Kandungan bahan kering (BK) jerami padi segar sekitar 40% sampai 45%,
sehingga potensi produksi BK jerami padi adalah 2.0 sampai 2.25 ton ha-1.
Adapun kebutuhan ternak sapi adalah sekitar 6 sampai 7 kg BK jerami padi ekor-1
hari-1 untuk sapi dengan bobot hidup 250 kg. Dengan demikian produksi jerami
padi (per satuan BK) dapat digunakan sebagai pakan untuk 375 ekor sapi. Namun
demikian penggunaan jerami padi secara langsung sebagai pakan tunggal tidak
dapat memenuhi pasokan nutrien yang dibutuhkan ternak. Hal tersebut disebabkan
kandungan protein rendah, serat kasar tinggi, kecernaan rendah dan dinding
selnya tersusun oleh selulosa, hemiselulosa, lignin dan silika (Budiman 2007).
Kandungan serat kasar yang tinggi dapat menghambat mikroba rumen dalam
mencerna pakan. Oleh karena itu, penelitian dan pengembangan terus dilakukan
untuk meningkatkan kualitas jerami padi agar dapat dimanfaatkan sebagai bahan
pakan secara optimal, terutama untuk ternak ruminansia.

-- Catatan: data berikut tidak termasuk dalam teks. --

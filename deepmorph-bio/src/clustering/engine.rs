use super::normalization::normalize_abundances;
use super::random::RandomSource;
use super::types::{AnalysisResult, ClusterAssignment, ClusterSequenceInfo, ClusterStatus};
use crate::catalog::{OrganismProfile, ReferenceCatalog};
use crate::sequence::SequenceMetrics;
use deepmorph_core::config::AnalysisConfig;
use deepmorph_core::{DeepmorphError, DeepmorphResult};
use std::time::Instant;
use tracing::{debug, info, warn};

/// Samples catalog profiles into clusters and scores them.
///
/// Draw order per call: known count, novel count, known shuffle, novel
/// shuffle, then for each selected profile in selection order: confidence,
/// raw abundance, GC jitter, motif jitter.
#[derive(Debug, Clone)]
pub struct ClusterAssigner {
    catalog: ReferenceCatalog,
    config: AnalysisConfig,
}

/// A profile picked for this run, before scoring
struct Selection<'a> {
    profile: &'a OrganismProfile,
    status: ClusterStatus,
}

impl ClusterAssigner {
    pub fn new(catalog: ReferenceCatalog, config: AnalysisConfig) -> DeepmorphResult<Self> {
        config.validate()?;
        Ok(Self { catalog, config })
    }

    pub fn catalog(&self) -> &ReferenceCatalog {
        &self.catalog
    }

    pub fn config(&self) -> &AnalysisConfig {
        &self.config
    }

    pub fn assign<R: RandomSource>(
        &self,
        metrics: &SequenceMetrics,
        rng: &mut R,
    ) -> DeepmorphResult<AnalysisResult> {
        self.assign_since(metrics, rng, Instant::now())
    }

    /// As [`assign`](Self::assign), with `processing_time` measured from
    /// `started` so work done before the call (the metrics pass) is counted
    pub fn assign_since<R: RandomSource>(
        &self,
        metrics: &SequenceMetrics,
        rng: &mut R,
        started: Instant,
    ) -> DeepmorphResult<AnalysisResult> {
        let cfg = &self.config;

        let known_drawn = draw_count(rng, cfg.known_count_min, cfg.known_count_max);
        let novel_drawn = draw_count(rng, cfg.novel_count_min, cfg.novel_count_max);

        let known_count = clamp_to_catalog(known_drawn, self.catalog.known().len(), "known");
        let novel_count = clamp_to_catalog(novel_drawn, self.catalog.novel().len(), "novel");
        let total_clusters = known_count + novel_count;

        if total_clusters == 0 {
            return Err(DeepmorphError::CatalogExhausted(format!(
                "drew {} known and {} novel clusters but the catalog holds {} known and {} novel profiles",
                known_drawn,
                novel_drawn,
                self.catalog.known().len(),
                self.catalog.novel().len()
            )));
        }
        debug!(
            "Sampling {} known and {} novel clusters",
            known_count, novel_count
        );

        let selected = self.select(rng, known_count, novel_count);

        let mut raw_abundances = Vec::with_capacity(total_clusters);
        let mut species = Vec::with_capacity(total_clusters);

        for (index, selection) in selected.iter().enumerate() {
            let confidence = match selection.status {
                ClusterStatus::Known => {
                    cfg.known_confidence_min + draw(rng, cfg.known_confidence_span)
                }
                ClusterStatus::Novel => {
                    cfg.novel_confidence_min + draw(rng, cfg.novel_confidence_span)
                }
            };
            raw_abundances.push(cfg.abundance_min + draw(rng, cfg.abundance_span));

            let sequence_info = self.perturb_metrics(rng, metrics, total_clusters);

            species.push(ClusterAssignment {
                id: format!("species-{}", index),
                cluster_name: cluster_label(index),
                profile: selection.profile.clone(),
                status: selection.status,
                confidence,
                abundance: 0,
                sequence_info,
            });
        }

        let abundances = normalize_abundances(&raw_abundances, cfg.normalization);
        for (cluster, abundance) in species.iter_mut().zip(abundances) {
            cluster.abundance = abundance;
        }

        // sort_by is stable: equal confidences keep selection order
        species.sort_by(|a, b| b.confidence.cmp(&a.confidence));

        let processing_time = started.elapsed().as_secs().max(1);

        let result = AnalysisResult {
            total_clusters,
            known_species: known_count,
            novel_candidates: novel_count,
            processing_time,
            species,
        };

        info!(
            "Assigned {} clusters ({} known, {} novel), abundance total {}",
            result.total_clusters,
            result.known_species,
            result.novel_candidates,
            result.abundance_total()
        );

        Ok(result)
    }

    /// Shuffle each collection and take the leading entries, known first
    fn select<R: RandomSource>(
        &self,
        rng: &mut R,
        known_count: usize,
        novel_count: usize,
    ) -> Vec<Selection<'_>> {
        let mut known: Vec<&OrganismProfile> = self.catalog.known().iter().collect();
        let mut novel: Vec<&OrganismProfile> = self.catalog.novel().iter().collect();
        rng.shuffle(&mut known);
        rng.shuffle(&mut novel);

        let known = known.into_iter().take(known_count).map(|profile| Selection {
            profile,
            status: ClusterStatus::Known,
        });
        let novel = novel.into_iter().take(novel_count).map(|profile| Selection {
            profile,
            status: ClusterStatus::Novel,
        });

        known.chain(novel).collect()
    }

    fn perturb_metrics<R: RandomSource>(
        &self,
        rng: &mut R,
        global: &SequenceMetrics,
        total_clusters: usize,
    ) -> ClusterSequenceInfo {
        let cfg = &self.config;
        let mut info = ClusterSequenceInfo::from_metrics(global);

        info.gc_content += draw(rng, cfg.gc_jitter_span) as i64 - cfg.gc_jitter_offset as i64;

        let motif_share = global.conserved_motif_count / total_clusters;
        info.conserved_motif_count = motif_share + draw(rng, cfg.motif_jitter_span) as usize;

        info
    }
}

impl Default for ClusterAssigner {
    /// Built-in catalog with the default sampling ranges
    fn default() -> Self {
        Self {
            catalog: ReferenceCatalog::builtin(),
            config: AnalysisConfig::default(),
        }
    }
}

fn draw<R: RandomSource>(rng: &mut R, span: u32) -> u32 {
    rng.pick(span as usize) as u32
}

fn draw_count<R: RandomSource>(rng: &mut R, min: usize, max: usize) -> usize {
    min + rng.pick(max - min + 1)
}

fn clamp_to_catalog(drawn: usize, available: usize, kind: &str) -> usize {
    if drawn > available {
        warn!(
            "Requested {} {} clusters but the catalog only holds {}; clamping",
            drawn, kind, available
        );
        available
    } else {
        drawn
    }
}

/// `Species-A` .. `Species-Z`, then `Species-AA`, `Species-AB`, ...
pub fn cluster_label(index: usize) -> String {
    let mut letters = Vec::new();
    let mut n = index + 1;
    while n > 0 {
        let rem = (n - 1) % 26;
        letters.push((b'A' + rem as u8) as char);
        n = (n - 1) / 26;
    }
    let suffix: String = letters.into_iter().rev().collect();
    format!("Species-{}", suffix)
}
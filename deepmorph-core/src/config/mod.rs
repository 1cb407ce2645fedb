//! Configuration types for DeepMorph

use crate::types::{NormalizationMode, OutputFormat};
use crate::DeepmorphError;
use serde::{Deserialize, Serialize};
use std::path::{Path, PathBuf};

#[derive(Debug, Clone, Serialize, Deserialize, Default)]
pub struct Config {
    #[serde(default)]
    pub analysis: AnalysisConfig,
    #[serde(default)]
    pub output: OutputConfig,
    #[serde(default)]
    pub catalog: CatalogConfig,
}

/// Sampling ranges used by the cluster assignment engine.
///
/// Every `*_span` is the number of distinct integer outcomes starting at the
/// matching `*_min`, so a confidence is drawn as `min + floor(u * span)`.
#[derive(Debug, Clone, Serialize, Deserialize)]
pub struct AnalysisConfig {
    #[serde(default = "default_known_count_min")]
    pub known_count_min: usize,
    #[serde(default = "default_known_count_max")]
    pub known_count_max: usize,
    #[serde(default = "default_novel_count_min")]
    pub novel_count_min: usize,
    #[serde(default = "default_novel_count_max")]
    pub novel_count_max: usize,
    #[serde(default = "default_known_confidence_min")]
    pub known_confidence_min: u32,
    #[serde(default = "default_known_confidence_span")]
    pub known_confidence_span: u32,
    #[serde(default = "default_novel_confidence_min")]
    pub novel_confidence_min: u32,
    #[serde(default = "default_novel_confidence_span")]
    pub novel_confidence_span: u32,
    #[serde(default = "default_abundance_min")]
    pub abundance_min: u32,
    #[serde(default = "default_abundance_span")]
    pub abundance_span: u32,
    #[serde(default = "default_gc_jitter_span")]
    pub gc_jitter_span: u32,
    #[serde(default = "default_gc_jitter_offset")]
    pub gc_jitter_offset: i32,
    #[serde(default = "default_motif_jitter_span")]
    pub motif_jitter_span: u32,
    #[serde(default)]
    pub normalization: NormalizationMode,
    /// Fixed seed for reproducible runs; absent means OS-seeded
    #[serde(default)]
    pub seed: Option<u64>,
}

#[derive(Debug, Clone, Serialize, Deserialize)]
pub struct OutputConfig {
    #[serde(default)]
    pub format: OutputFormat,
    #[serde(default = "default_pretty")]
    pub pretty: bool,
}

#[derive(Debug, Clone, Serialize, Deserialize, Default)]
pub struct CatalogConfig {
    /// JSON reference catalog replacing the built-in one
    #[serde(default)]
    pub path: Option<PathBuf>,
}

// Default value functions
fn default_known_count_min() -> usize { 3 }
fn default_known_count_max() -> usize { 5 }
fn default_novel_count_min() -> usize { 2 }
fn default_novel_count_max() -> usize { 3 }
fn default_known_confidence_min() -> u32 { 85 }
fn default_known_confidence_span() -> u32 { 15 }
fn default_novel_confidence_min() -> u32 { 60 }
fn default_novel_confidence_span() -> u32 { 25 }
fn default_abundance_min() -> u32 { 10 }
fn default_abundance_span() -> u32 { 40 }
fn default_gc_jitter_span() -> u32 { 10 }
fn default_gc_jitter_offset() -> i32 { 5 }
fn default_motif_jitter_span() -> u32 { 3 }
fn default_pretty() -> bool { true }

impl Default for AnalysisConfig {
    fn default() -> Self {
        Self {
            known_count_min: default_known_count_min(),
            known_count_max: default_known_count_max(),
            novel_count_min: default_novel_count_min(),
            novel_count_max: default_novel_count_max(),
            known_confidence_min: default_known_confidence_min(),
            known_confidence_span: default_known_confidence_span(),
            novel_confidence_min: default_novel_confidence_min(),
            novel_confidence_span: default_novel_confidence_span(),
            abundance_min: default_abundance_min(),
            abundance_span: default_abundance_span(),
            gc_jitter_span: default_gc_jitter_span(),
            gc_jitter_offset: default_gc_jitter_offset(),
            motif_jitter_span: default_motif_jitter_span(),
            normalization: NormalizationMode::default(),
            seed: None,
        }
    }
}

impl Default for OutputConfig {
    fn default() -> Self {
        Self {
            format: OutputFormat::default(),
            pretty: default_pretty(),
        }
    }
}

impl AnalysisConfig {
    /// Reject ranges the engine cannot sample from
    pub fn validate(&self) -> Result<(), DeepmorphError> {
        if self.known_count_min > self.known_count_max {
            return Err(DeepmorphError::Configuration(format!(
                "known_count_min ({}) exceeds known_count_max ({})",
                self.known_count_min, self.known_count_max
            )));
        }
        if self.novel_count_min > self.novel_count_max {
            return Err(DeepmorphError::Configuration(format!(
                "novel_count_min ({}) exceeds novel_count_max ({})",
                self.novel_count_min, self.novel_count_max
            )));
        }

        let spans = [
            ("known_confidence_span", self.known_confidence_span),
            ("novel_confidence_span", self.novel_confidence_span),
            ("abundance_span", self.abundance_span),
            ("gc_jitter_span", self.gc_jitter_span),
            ("motif_jitter_span", self.motif_jitter_span),
        ];
        for (name, span) in spans {
            if span == 0 {
                return Err(DeepmorphError::Configuration(format!(
                    "{} must be at least 1",
                    name
                )));
            }
        }

        if self.known_count_max == 0 && self.novel_count_max == 0 {
            return Err(DeepmorphError::Configuration(
                "known_count_max and novel_count_max are both 0; no clusters would be drawn"
                    .to_string(),
            ));
        }

        let count_ranges = [
            ("known_count", self.known_count_min, self.known_count_max),
            ("novel_count", self.novel_count_min, self.novel_count_max),
        ];
        for (name, min, max) in count_ranges {
            if (max - min).checked_add(1).is_none() {
                return Err(DeepmorphError::Configuration(format!(
                    "{}_min..{}_max ({}..{}) is too wide",
                    name, name, min, max
                )));
            }
        }

        let bounded = [
            ("known_confidence", self.known_confidence_min, self.known_confidence_span),
            ("novel_confidence", self.novel_confidence_min, self.novel_confidence_span),
            ("abundance", self.abundance_min, self.abundance_span),
        ];
        for (name, min, span) in bounded {
            if min.checked_add(span).is_none() {
                return Err(DeepmorphError::Configuration(format!(
                    "{}_min + {}_span ({} + {}) overflows",
                    name, name, min, span
                )));
            }
        }

        if self.abundance_min == 0 {
            return Err(DeepmorphError::Configuration(
                "abundance_min must be at least 1".to_string(),
            ));
        }

        Ok(())
    }
}

impl Config {
    pub fn validate(&self) -> Result<(), DeepmorphError> {
        self.analysis.validate()
    }
}

pub fn default_config() -> Config {
    Config::default()
}

pub fn load_config<P: AsRef<Path>>(path: P) -> Result<Config, DeepmorphError> {
    let contents = std::fs::read_to_string(path)?;
    let config: Config = toml::from_str(&contents)
        .map_err(|e| DeepmorphError::Configuration(format!("Failed to parse config: {}", e)))?;
    config.validate()?;
    Ok(config)
}

/// Load the config at `path`, or defaults when the file does not exist
pub fn load_or_default<P: AsRef<Path>>(path: P) -> Result<Config, DeepmorphError> {
    let path = path.as_ref();
    if path.exists() {
        load_config(path)
    } else {
        tracing::debug!("No config at {}, using defaults", path.display());
        Ok(Config::default())
    }
}

pub fn save_config<P: AsRef<Path>>(path: P, config: &Config) -> Result<(), DeepmorphError> {
    let contents = toml::to_string_pretty(config)
        .map_err(|e| DeepmorphError::Configuration(format!("Failed to serialize config: {}", e)))?;
    if let Some(parent) = path.as_ref().parent() {
        if !parent.as_os_str().is_empty() {
            std::fs::create_dir_all(parent)?;
        }
    }
    std::fs::write(path, contents)?;
    Ok(())
}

Teknologi suplementasi merupakan satu alternatif yang diharapkan dapat
meningkatkan kemampuan mikroba, terutama bakteri rumen, dalam meningkatkan
kapasitas ternak untuk mencerna jerami padi. Suplemen yang digunakan dalam
penelitian ini adalah suplemen dengan campuran bahan pakan yang mudah
didapatkan seperti tepung ikan, molases, ampas teh, daun singkong, daun gamal,
dan daun kembang sepatu. Selain itu, pembuatan ransum komplit jerami yang
berbasis dedak padi ditambah suplemen kaya nutrien (SKN) berupa tepung daun
dalam bentuk konsentrat diharapkan dapat mengatasi masalah ketersediaan pakan
yang tidak selalu kontinyu dan memperbaiki nilai nutrien ransum jerami padi.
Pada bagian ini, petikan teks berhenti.